I decided to leave the image below in its original orientation, to preserve the detail.



There are more in this series, but I'm exhausted at the present time, so will have to grab some zeds...

Sunday 4 June 2017

Salisbury Museum was Incredible - Highly recommend Wessex Gallery


Since returning from our holiday in Cornwall, I've been inundated with 'stuff', you know the kind, the kind that keeps coming at you, no matter how much you want to avoid it or get rid of it quickly, including having to finally succumb to massive operating system upgrades.

I've taken lots of pictures recently, as promised but I ran out of battery in the museum and had to switch to iphone.  Then realised I should have just used the iphone, but at that time, I knew my operating system needed replacing, so several pages later reader, I'm now in the process of drafting a museum post.

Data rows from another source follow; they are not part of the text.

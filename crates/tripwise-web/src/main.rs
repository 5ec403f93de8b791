//! Serve the travel planner over HTTP.
//!
//! # Usage
//!
//! ```bash
//! OPENROUTER_KEY=sk-... RAPIDAPI_KEY=... cargo run -p tripwise-web
//! OPENROUTER_KEY=sk-... cargo run -p tripwise-web -- --port 8080
//! cargo run -p tripwise-web -- --no-llm
//! ```
//!
//! Then:
//!
//! ```bash
//! curl -s localhost:8000/plan-trip \
//!   -H 'content-type: application/json' \
//!   -d '{"destination":"Paris","budget":1500,"duration_days":5}'
//! ```

use std::net::SocketAddr;
use std::sync::Arc;

use clap::Parser;
use tracing_subscriber::EnvFilter;
use tracing_subscriber::layer::SubscriberExt;
use tracing_subscriber::util::SubscriberInitExt;
use tripwise::prelude::*;
use tripwise_web::{WebConfig, spawn_web};

/// Travel-budget planner HTTP API.
#[derive(Parser)]
#[command(about = "Travel-budget planner HTTP API")]
struct Args {
    /// Address to bind.
    #[arg(long, default_value = "127.0.0.1")]
    host: std::net::IpAddr,

    /// Port to listen on.
    #[arg(long, default_value_t = 8000)]
    port: u16,

    /// Model to use for completions. Overrides TRIPWISE_MODEL.
    #[arg(long)]
    model: Option<String>,

    /// Skip the model and call the tools directly.
    #[arg(long)]
    no_llm: bool,
}

#[tokio::main]
async fn main() -> Result<(), String> {
    tracing_subscriber::registry()
        .with(tracing_subscriber::fmt::layer().with_writer(std::io::stderr))
        .with(EnvFilter::try_from_default_env().unwrap_or_else(|_| EnvFilter::new("info")))
        .init();

    let args = Args::parse();

    let mut config = TripConfig::from_env();
    if let Some(model) = args.model {
        config.model = model;
    }

    let planner: Arc<dyn TripPlanner> = if args.no_llm {
        Arc::new(DirectPlanner::from_config(&config).map_err(|e| e.to_string())?)
    } else {
        Arc::new(AgentPlanner::from_config(&config).map_err(|e| e.to_string())?)
    };

    let web_config = WebConfig {
        bind_addr: SocketAddr::new(args.host, args.port),
    };
    let addr = spawn_web(planner, web_config)
        .await
        .map_err(|e| format!("failed to bind: {e}"))?;
    println!("tripwise-web: http://{addr}");

    tokio::signal::ctrl_c()
        .await
        .map_err(|e| format!("failed to wait for ctrl-c: {e}"))?;
    Ok(())
}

But for now I send you something really special.  Everyone knows I practice organic gardening, permaculture, make my own compost and compost tea etc, well here is a picture of my lawn, as it is now, two months after applying Alfalfa Meal natural fertiliser, then spiking the lawn, then applying compost tea with a watering can, after dividing the lawn into 4 with markers.  Should mention I also rolled the grass, back in March, after the frost.  You only need to do a light rolling, they say.  I went over mine twice, with a three quarters filled roller.

So here it is:

In a word: lush!

See folks, Believe in Better and it CAN be done!

Next time I'll show you pictures of pre-Beaker people hand-axes, that are circa 480,000 years old, found around the Stonehenge area. Only goes to show just how long people have been making stuff and making it always as well as they possibly can, given their circumstances.  

IMO, its only when you make stuff you truly connect with all of mankind.